Muhammad Shah IV (1397 – 1 January 1445) was the third monarch of the Sayyid dynasty which ruled the Delhi Sultanate.

== Life ==
After Mubarak Shah’s death, his nephew Muhammad Khan bin Farid Khan ascended the throne as Sultan Muhammad Shah. For the first six months of his reign, however, true power lay in the hands of Sarvar-ul-Mulk, also called Khan-i-Jahan. He set about purging the old nobility, but the displaced nobles rallied under a leader named Kamal-ul-Mulk.

The first spark of rebellion lit up in Bayana, where its ruler, Yusuf Khan Auhadi, resisted Sarvar-ul-Mulk’s attempt to seize the local fort and killed the officer sent to take it. Other regional chiefs soon joined the uprising. Under cover of feigned loyalty, Kamal-ul-Mulk won Sarvar-ul-Mulk’s confidence and was given command of the royal army to crush the rebels. Rather than marching straight to Bayana, he halted at Ahar. When the rebel leaders learned of his true intentions in May 1434, they sided with him and together they advanced on Delhi to avenge the late sultan’s death.

Deprived of the army’s support, Sarvar-ul-Mulk tried to assassinate the new king, but Muhammad Shah’s bodyguards intervened and slew him and his conspirators. After a three-month siege, the rebel forces entered Delhi, and the nobles renewed their allegiance to Muhammad Shah. Kamal-ul-Mulk was then appointed as the chief minister.

Despite this opportunity to stabilize the realm, Kamal-ul-Mulk soon disappointed everyone by neglecting his duties in favor of a life of leisure. Disorder spread throughout the kingdom, and even prominent Delhi figures joined Jalal Khan of Mewat in inviting Sultan Mahmud Khalji of Malwa to intervene. The Malwa army encamped near Delhi at Talpat. Unable to defend his capital alone, Muhammad Shah summoned Bahlul Lodi of Sirhind, who arrived with twenty thousand horsemen. The two armies clashed, but as neither side prevailed on the first day, Muhammad Shah secretly sued for peace the following morning. Alarmed by an ominous vision, the Khalji ruler accepted and withdrew to Mandu.

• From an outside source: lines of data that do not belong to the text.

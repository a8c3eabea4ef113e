//! 工具传输层
//!
//! ToolTransport 把请求送达工具并返回原始响应信封（JSON）。
//! - HttpTransport：POST 到工具端点
//! - ChannelTransport：请求经 mpsc 发出，响应由 ToolMailbox 按令牌回填（可乱序、可重复）
//! - LocalTransport：进程内 LocalTool

use std::collections::HashMap;
use std::sync::{Arc, Mutex};

use async_trait::async_trait;
use reqwest::Client;
use serde_json::{json, Value};
use tokio::sync::{mpsc, oneshot};
use tracing::debug;

use crate::core::AgentError;
use crate::tools::{ToolRequest, ToolSpec};

#[async_trait]
pub trait ToolTransport: Send + Sync {
    /// 发送请求并等待响应信封；网络失败返回 Transport
    async fn send(&self, spec: &ToolSpec, request: &ToolRequest) -> Result<Value, AgentError>;
}

/// HTTP 传输：`POST {endpoint}`，请求体为 ToolRequest
pub struct HttpTransport {
    client: Client,
}

impl HttpTransport {
    pub fn new() -> Self {
        Self {
            client: Client::new(),
        }
    }
}

impl Default for HttpTransport {
    fn default() -> Self {
        Self::new()
    }
}

#[async_trait]
impl ToolTransport for HttpTransport {
    async fn send(&self, spec: &ToolSpec, request: &ToolRequest) -> Result<Value, AgentError> {
        let endpoint = spec
            .endpoint
            .as_deref()
            .ok_or_else(|| AgentError::transport(&spec.name, "no endpoint configured"))?;
        let resp = self
            .client
            .post(endpoint)
            .json(request)
            .send()
            .await
            .map_err(|e| AgentError::transport(&spec.name, format!("Request failed: {}", e)))?;
        if resp.status().is_server_error() {
            return Err(AgentError::transport(&spec.name, format!("HTTP {}", resp.status())));
        }
        let body = resp
            .text()
            .await
            .map_err(|e| AgentError::transport(&spec.name, format!("Read body: {}", e)))?;
        serde_json::from_str(&body)
            .map_err(|e| AgentError::validation(&spec.name, format!("response is not JSON: {}", e)))
    }
}

/// 挂起中的调用：令牌 -> 回填通道
#[derive(Clone, Default)]
pub struct ToolMailbox {
    pending: Arc<Mutex<HashMap<String, oneshot::Sender<Value>>>>,
}

impl ToolMailbox {
    pub fn new() -> Self {
        Self::default()
    }

    fn register(&self, token: &str) -> Result<oneshot::Receiver<Value>, AgentError> {
        let (tx, rx) = oneshot::channel();
        let mut pending = self
            .pending
            .lock()
            .map_err(|_| AgentError::transport(token, "mailbox lock poisoned"))?;
        pending.insert(token.to_string(), tx);
        Ok(rx)
    }

    fn forget(&self, token: &str) {
        if let Ok(mut pending) = self.pending.lock() {
            pending.remove(token);
        }
    }

    /// 回填响应；令牌未挂起（已完成、已取消或重复）时丢弃并返回 false
    pub fn respond(&self, token: &str, envelope: Value) -> bool {
        let sender = match self.pending.lock() {
            Ok(mut pending) => pending.remove(token),
            Err(_) => None,
        };
        match sender {
            Some(tx) => tx.send(envelope).is_ok(),
            None => {
                debug!(token = %token, "discarding response for unknown or resolved token");
                false
            }
        }
    }

    pub fn pending_count(&self) -> usize {
        self.pending.lock().map(|p| p.len()).unwrap_or(0)
    }
}

/// 调用被取消或超时（future 被丢弃）时移除挂起项
struct PendingGuard<'a> {
    mailbox: &'a ToolMailbox,
    token: String,
}

impl Drop for PendingGuard<'_> {
    fn drop(&mut self) {
        self.mailbox.forget(&self.token);
    }
}

/// 异步信箱传输
pub struct ChannelTransport {
    outbox: mpsc::UnboundedSender<ToolRequest>,
    mailbox: ToolMailbox,
}

impl ChannelTransport {
    /// 返回传输与请求接收端（由工具宿主消费，并经 mailbox 回填）
    pub fn new() -> (Self, mpsc::UnboundedReceiver<ToolRequest>) {
        let (tx, rx) = mpsc::unbounded_channel();
        (
            Self {
                outbox: tx,
                mailbox: ToolMailbox::new(),
            },
            rx,
        )
    }

    pub fn mailbox(&self) -> ToolMailbox {
        self.mailbox.clone()
    }
}

#[async_trait]
impl ToolTransport for ChannelTransport {
    async fn send(&self, spec: &ToolSpec, request: &ToolRequest) -> Result<Value, AgentError> {
        let rx = self.mailbox.register(&request.session_token)?;
        let _guard = PendingGuard {
            mailbox: &self.mailbox,
            token: request.session_token.clone(),
        };
        self.outbox
            .send(request.clone())
            .map_err(|_| AgentError::transport(&spec.name, "tool host disconnected"))?;
        rx.await
            .map_err(|_| AgentError::transport(&spec.name, "response channel closed"))
    }
}

/// 进程内工具
#[async_trait]
pub trait LocalTool: Send + Sync {
    fn name(&self) -> &str;

    /// 执行工具；Err 作为 error 状态返回给调用方
    async fn call(&self, parameters: Value) -> Result<Value, String>;
}

/// 进程内传输：按名分派到 LocalTool，并包装为响应信封
#[derive(Default, Clone)]
pub struct LocalTransport {
    tools: HashMap<String, Arc<dyn LocalTool>>,
}

impl LocalTransport {
    pub fn new() -> Self {
        Self::default()
    }

    pub fn register(&mut self, tool: Arc<dyn LocalTool>) {
        self.tools.insert(tool.name().to_string(), tool);
    }

    pub fn with_tool(mut self, tool: impl LocalTool + 'static) -> Self {
        self.register(Arc::new(tool));
        self
    }
}

#[async_trait]
impl ToolTransport for LocalTransport {
    async fn send(&self, spec: &ToolSpec, request: &ToolRequest) -> Result<Value, AgentError> {
        let tool = self
            .tools
            .get(&request.tool_name)
            .ok_or_else(|| AgentError::transport(&spec.name, "no local implementation"))?;
        Ok(match tool.call(request.parameters.clone()).await {
            Ok(result) => json!({"status": "ok", "result": result}),
            Err(error) => json!({"status": "error", "error": error}),
        })
    }
}

#[cfg(test)]
mod tests {
    use super::*;
    use std::time::Duration;

    fn request(token: &str) -> ToolRequest {
        ToolRequest {
            tool_name: "list_events".into(),
            parameters: json!({}),
            session_token: token.into(),
        }
    }

    #[tokio::test]
    async fn test_mailbox_matches_reordered_responses() {
        let (transport, mut requests) = ChannelTransport::new();
        let transport = Arc::new(transport);
        let mailbox = transport.mailbox();
        let spec = ToolSpec::new("list_events");

        let t1 = Arc::clone(&transport);
        let s1 = spec.clone();
        let first = tokio::spawn(async move { t1.send(&s1, &request("session_a:1")).await });
        let t2 = Arc::clone(&transport);
        let s2 = spec.clone();
        let second = tokio::spawn(async move { t2.send(&s2, &request("session_b:1")).await });

        requests.recv().await.unwrap();
        requests.recv().await.unwrap();

        // 反序回填
        assert!(mailbox.respond("session_b:1", json!({"status": "ok", "result": "b"})));
        assert!(mailbox.respond("session_a:1", json!({"status": "ok", "result": "a"})));
        // 重复响应被丢弃
        assert!(!mailbox.respond("session_a:1", json!({"status": "ok", "result": "dup"})));

        assert_eq!(first.await.unwrap().unwrap()["result"], "a");
        assert_eq!(second.await.unwrap().unwrap()["result"], "b");
        assert_eq!(mailbox.pending_count(), 0);
    }

    #[tokio::test]
    async fn test_dropped_call_leaves_no_pending_entry() {
        let (transport, _requests) = ChannelTransport::new();
        let mailbox = transport.mailbox();
        let spec = ToolSpec::new("list_events");

        let timed_out = tokio::time::timeout(
            Duration::from_millis(20),
            transport.send(&spec, &request("session_a:7")),
        )
        .await;
        assert!(timed_out.is_err());
        assert_eq!(mailbox.pending_count(), 0);
        assert!(!mailbox.respond("session_a:7", json!({"status": "ok", "result": 1})));
    }

    struct Upper;

    #[async_trait]
    impl LocalTool for Upper {
        fn name(&self) -> &str {
            "upper"
        }

        async fn call(&self, parameters: Value) -> Result<Value, String> {
            parameters
                .get("text")
                .and_then(Value::as_str)
                .map(|s| json!(s.to_uppercase()))
                .ok_or_else(|| "text is required".to_string())
        }
    }

    #[tokio::test]
    async fn test_local_transport_wraps_envelope() {
        let transport = LocalTransport::new().with_tool(Upper);
        let spec = ToolSpec::new("upper");
        let mut req = request("s:1");
        req.tool_name = "upper".into();
        req.parameters = json!({"text": "hi"});
        let ok = transport.send(&spec, &req).await.unwrap();
        assert_eq!(ok, json!({"status": "ok", "result": "HI"}));

        req.parameters = json!({});
        let err = transport.send(&spec, &req).await.unwrap();
        assert_eq!(err["status"], "error");
    }
}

Bahlul Lodi, frustrated by the king’s caution, seized the initiative by ambushing the Khalji rear guard that same night, seizing supplies and cutting down their soldiers. Sultan Mahmud Khalji, impressed, embraced Bahlul as a son and bestowed upon him the title Khan-i-Khanan. In gratitude, Muhammad Shah granted Bahlul authority over much of the Punjab and charged him with subduing the Khokhar rebel Jasrath, who ultimately negotiated his own settlement.

By the early 1440s, the Lodis had grown powerful enough to attempt an assault on Delhi, though Bahlul’s 1443 attack failed. In the last years of Muhammad Shah’s rule, his grip on the sultanate unraveled. Multan under the Langah dynasty declared its independence, the Sharqi dynasty seized eastern territories, numerous local chiefs ceased paying tribute, and even lords close to Delhi asserted their autonomy. Shortly before his death in 1445, Muhammad Shah summoned his son Alam Shah from the provinces and officially named him his heir.